Most people can’t wait to get home from a hospital stay and will promise anything just to get the physician to write a discharge order.  Although leaving the hospital sounds simple, all too often people find themselves back in the hospital within only a few weeks.  This is especially true of our elderly population.

 

Why does this happen?  Here are a few reasons:

1.  Medications get confusing.  Maybe they are not clear about what medications they should take and when to take them.  They may not take the medications because they get sick or because they are confused about what to take.  They may simply not fill their new prescriptions because they have no way to get to the drug store.

2.   Important information about their condition and what transpired in the hospital may not make it from the hospital doctor to their primary care physician.

3.   They may have trouble scheduling a follow-up appointment at their clinic.  Or perhaps they have no way to get there, even if they are able to get it scheduled.

4.   Perhaps they have no one to help care for them at home so they don’t eat properly or get their medications at the proper times.  Maybe they have no food in the house.  Maybe their family members are not able to care for them at home, or maybe they don’t have any family members.

5.   Maybe they don’t receive the results of important lab tests, which may change their treatment plan or the medications they need to take.

 

affordable home care assisted home care at home caregivers care for older people companion home care disability home care elder care in Minnesota eldercare at home elderly home assistance respite for caregiversWhat can seniors do to avoid re-hospitalization?  As someone taking care of elderly parents, what steps should you be aware of to help them avoid re-hospitalization?

1.  Ask and Ask Again: Don’t be afraid to bother doctors, nurses, and pharmacists with questions and concerns.

2.  Say It Back: They should repeat the instructions they get in the hospital back to their doctors and nurses to make sure they understand them.

3.  Have a Discharge Plan: They should leave the hospital with a detailed written plan that includes a schedule of  follow-up appointments, a list of their medical problems, a list of their medications and when to take them, how long to take them, possible side effects, and for what they are taking them.

They should also have a list of any equipment they need once they return home.
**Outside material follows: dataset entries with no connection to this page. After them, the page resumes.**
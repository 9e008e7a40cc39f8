use planar_ar_core::{GrayImage, GrayImageView};

/// Summed-area table with a zero top row and left column.
pub(crate) struct IntegralImage {
    width: usize,
    height: usize,
    sums: Vec<u32>,
}

impl IntegralImage {
    pub fn new(img: &GrayImageView<'_>) -> Self {
        let stride = img.width + 1;
        let mut sums = vec![0u32; stride * (img.height + 1)];
        for y in 0..img.height {
            let mut row = 0u32;
            for x in 0..img.width {
                row += img.data[y * img.width + x] as u32;
                sums[(y + 1) * stride + x + 1] = sums[y * stride + x + 1] + row;
            }
        }
        Self {
            width: img.width,
            height: img.height,
            sums,
        }
    }

    /// Sum over the half-open pixel rectangle `[x0, x1) x [y0, y1)`,
    /// clamped to the image.
    pub fn rect_sum(&self, x0: usize, y0: usize, x1: usize, y1: usize) -> u32 {
        let (x1, y1) = (x1.min(self.width), y1.min(self.height));
        if x0 >= x1 || y0 >= y1 {
            return 0;
        }
        let stride = self.width + 1;
        let at = |x: usize, y: usize| self.sums[y * stride + x];
        at(x1, y1) + at(x0, y0) - at(x0, y1) - at(x1, y0)
    }
}

/// Mean over the `(2r+1)²` box around each pixel; the box is clipped at the
/// image border and the mean taken over the pixels that remain.
pub(crate) fn box_blur(img: &GrayImageView<'_>, radius: usize) -> GrayImage {
    let integral = IntegralImage::new(img);
    let mut out = GrayImage::new(img.width, img.height);
    for y in 0..img.height {
        let (y0, y1) = (y.saturating_sub(radius), (y + radius + 1).min(img.height));
        for x in 0..img.width {
            let (x0, x1) = (x.saturating_sub(radius), (x + radius + 1).min(img.width));
            let n = ((x1 - x0) * (y1 - y0)) as u32;
            let s = integral.rect_sum(x0, y0, x1, y1);
            out.data[y * img.width + x] = ((s + n / 2) / n) as u8;
        }
    }
    out
}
This could include a wheelchair, walker, raised toilet seat, or oxygen.  Try to make sure any changes to their home, such as grab bars in the bathroom, have been made or at least scheduled.  A social worker may be able to help with getting the equipment they need.

4.  Manage Their Medications: To avoid mix ups and duplications, doctors need to know all of the medications they were taking before they came to the hospital—prescription, over the counter, vitamins, and supplements.  Get clear oral and written instructions and have someone help them go over their medications once they get home.

5.  Keep Appointments: See their primary care doctor or specialist as directed after leaving the hospital.  Bring their discharge plan and medication list to their appointment.  If they don’t have a doctor or don’t know how to reach a specialist, have the hospital staff set them up with one before they leave. They can ask for a social worker to help make arrangements.

6.  Know What to Do if They Don’t Feel Well: Know the warning signs for their particular condition and what they will do if their symptoms worsen.  Ensure they have a plan for whom to call during the day, night, or on weekends.

Bottom line:  With better planning and communication, many return hospital visits can be avoided.